Despite the elongated shape of the albendazole molecule, it does not penetrate the binding site as deep as the rhodanine derivatives, which could explain its lower position in the ranking list. Interestingly, the molecule of 16 adopts an opposite orientation compared to other studied rhodanine derivatives. The lowest position in the ranking and observed different pose may be related to the relative flexibility of the diethylamine substituent, which can cause steric hindrance in the deeper regions of the tubulin β-2B binding pocket. With this distinct orientation of the molecule, the carboxylic functional group interacts with Tyr 202, forming a strong O-H…O hydrogen bond, which does not tip the balance in favour of this pose.

2.4.2. Prediction of Selected Physicochemical Properties

The above-described docking results suggest higher affinities of compounds 2, 4, and 14 towards postulated target protein, tubulin β-2B, compared to albendazole. However, it still does not explain why only 2 exhibits the anthelmintic activity in the biological test. To find the answer to the observed results, we decided to estimate selected physicochemical properties, which can shed some light on the obtained experimental results. We examined predicted measures for solubility (log S) and lipophilicity (log P).
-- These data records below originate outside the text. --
//! Short-lived session tokens that can be redeemed for a protected API key, guarded by a
//! per-client fixed-window rate limiter.
//!
//! The crate is split into two in-process components sharing injectable in-memory state:
//!
//! - [`vault::TokenVault`] mints opaque tokens bound to the API key and resolves them while they
//!   are valid.
//! - [`limiter::RateLimiter`] admits or rejects redemption attempts per client identity.
//!
//! [`gateway::ExchangeGateway`] wires both to a [`gateway::KeySource`], and the `server` feature
//! exposes the pair over HTTP via [`http::router`].

#![deny(clippy::all, missing_docs, unused_crate_dependencies)]

pub mod auth;
pub mod clock;
pub mod config;
pub mod error;
pub mod gateway;
#[cfg(feature = "server")] pub mod http;
pub mod limiter;
pub mod obs;
pub mod store;
pub mod vault;
#[cfg(any(test, feature = "test"))]
pub mod _preludet {
	//! Convenience re-exports and helpers for integration tests; enabled via `cfg(test)` or the
	//! `test` crate feature.

	pub use crate::_prelude::*;

	// self
	use crate::{
		auth::ApiKey,
		clock::{Clock, ManualClock},
		gateway::{ExchangeGateway, StaticKeySource},
		limiter::{RateLimiter, WindowPolicy},
		store::{MemoryCounterStore, MemoryTokenStore},
		vault::TokenVault,
	};

	/// API key used by test fixtures.
	pub const TEST_API_KEY: &str = "test-api-key-0123456789";

	/// Fixed instant the manual clock starts from in tests.
	pub fn test_epoch() -> OffsetDateTime {
		time::macros::datetime!(2025-11-10 12:00 UTC)
	}

	/// Builds a manual clock pinned to [`test_epoch`].
	pub fn test_clock() -> ManualClock {
		ManualClock::new(test_epoch())
	}

	/// Builds a vault with a one-hour TTL backed by a fresh in-memory store.
	pub fn build_test_vault(clock: &ManualClock) -> TokenVault {
		let clock: Arc<dyn Clock> = Arc::new(clock.clone());

		TokenVault::new(Arc::new(MemoryTokenStore::default()), clock, Duration::hours(1))
	}

	/// Builds a limiter allowing 10 requests per 60 second window.
	pub fn build_test_limiter(clock: &ManualClock) -> RateLimiter {
		let clock: Arc<dyn Clock> = Arc::new(clock.clone());

		RateLimiter::new(Arc::new(MemoryCounterStore::default()), clock, WindowPolicy::default())
	}

	/// Constructs a gateway with the default policy and [`TEST_API_KEY`] configured.
	pub fn build_test_gateway(clock: &ManualClock) -> ExchangeGateway {
		build_test_gateway_with_key(clock, Some(TEST_API_KEY))
	}

	/// Constructs a gateway with the default policy and the provided key (if any).
	pub fn build_test_gateway_with_key(clock: &ManualClock, key: Option<&str>) -> ExchangeGateway {
		let source = Arc::new(StaticKeySource::new(key.map(ApiKey::new)));

		ExchangeGateway::new(source, build_test_vault(clock), build_test_limiter(clock))
	}
}

mod _prelude {
	pub use std::{
		borrow::Borrow,
		collections::HashMap,
		error::Error as StdError,
		fmt::{Debug, Display, Formatter, Result as FmtResult},
		hash::Hash,
		str::FromStr,
		sync::Arc,
	};

	pub use parking_lot::{Mutex, RwLock};
	pub use serde::{Deserialize, Serialize};
	pub use thiserror::Error as ThisError;
	pub use time::{Duration, OffsetDateTime};

	pub use crate::error::{Error, Result};
}

#[cfg(test)] use {color_eyre as _, http_body_util as _, tower as _};
#[cfg(all(test, not(feature = "server")))] use tokio as _;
The obtained results (

Table 3. The selected physicochemical properties predicted for the studied rhodanine derivatives and the reference anthelmintic drug albendazole (colchicine was added only for the properties comparison).

Compound	log P	log S *
colchicine	1.45	−3.89
albendazole	3.22	−4.07
2	2.79	−4.86
4	3.44	−4.97
14	3.63	−5.06
16	4.59	−4.87

* Classification of solubility: log S ≤ −10 insoluble; −10 ˂ log S ≤ −6 poorly; −6 ˂ log S ≤ −4 moderately; −4 ˂ log S ≤ −2 soluble; −2 ˂ log S ≤ 0 very; log S ˂ 0 highly.

, data for colchicine are shown only for comparison) suggest only moderate solubility with albendazole being the leader amongst the studied compounds.
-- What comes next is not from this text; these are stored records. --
//! Vault-owned token records and their lifecycle status.

// self
use crate::{
	_prelude::*,
	auth::{secret::ApiKey, token::SessionToken},
};

/// Current lifecycle status for a token record.
#[derive(Clone, Copy, Debug, PartialEq, Eq)]
pub enum TokenStatus {
	/// Token resolves to its secret.
	Active,
	/// Token passed its expiry instant and must behave like an unknown token.
	Expired,
}

/// A minted session token together with the key it unlocks.
#[derive(Clone)]
pub struct TokenRecord {
	/// Token handed to the client.
	pub token: SessionToken,
	/// Key released on redemption; callers must avoid logging it.
	pub secret: ApiKey,
	/// Instant the vault minted the token.
	pub issued_at: OffsetDateTime,
	/// Last instant at which the token still resolves.
	pub expires_at: OffsetDateTime,
}
impl TokenRecord {
	/// Creates a record valid from `issued_at` through `issued_at + ttl` (inclusive).
	pub fn new(token: SessionToken, secret: ApiKey, issued_at: OffsetDateTime, ttl: Duration) -> Self {
		Self { token, secret, issued_at, expires_at: issued_at + ttl }
	}

	/// Computes the lifecycle status at a given instant.
	pub fn status_at(&self, instant: OffsetDateTime) -> TokenStatus {
		if instant > self.expires_at { TokenStatus::Expired } else { TokenStatus::Active }
	}

	/// Returns `true` if the record still resolves at the provided instant.
	pub fn is_active_at(&self, instant: OffsetDateTime) -> bool {
		matches!(self.status_at(instant), TokenStatus::Active)
	}

	/// Remaining validity at the provided instant, or zero once expired.
	pub fn remaining_at(&self, instant: OffsetDateTime) -> Duration {
		let remaining = self.expires_at - instant;

		if remaining.is_negative() { Duration::ZERO } else { remaining }
	}
}
impl Debug for TokenRecord {
	fn fmt(&self, f: &mut Formatter) -> FmtResult {
		f.debug_struct("TokenRecord")
			.field("token", &self.token)
			.field("secret", &"<redacted>")
			.field("issued_at", &self.issued_at)
			.field("expires_at", &self.expires_at)
			.finish()
	}
}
An interesting relation can be spotted for log P predicted values. The active compound 2 has the lowest value of log P for the studied compounds, suggesting the least lipophilic properties of this molecule. As it was suggested by Kerboeuf and Guégnard [32], anthelmintics can act as substrates or modulators of the P-glycoprotein (P-gp) activity in the nematode. This ABC-transporter protein is responsible for drug resistance, including observed lowering anthelmintic activity in mammals [33]. P-gp recognizes its substrates in the inner region of the cell membrane and transports lipophilic or amphiphilic molecules [34]. Thus, modification of molecular properties (especially the change in lipophilicity level) by inserting different substituents for a series of bioactive compounds can modulate the compound’s impact on P-gp activity, which can be called a “log P-response” relationship [35]. For this reason, the stronger anthelmintic activity observed for 2 in comparison to albendazole could be explained by the lower log P value and the related increased bioavailability. This can also suggest that the higher lipophilicity for the remaining rhodanine derivatives (4, 14 and 16) may be the limiting factor forbidding the molecules to reach the target protein in vivo.

3. Materials and Methods

3.1. Chemical Synthesis

Reagents used for synthesis were purchased from Sigma-Aldrich (Munich, Germany) and Across Organics and were used without further purification.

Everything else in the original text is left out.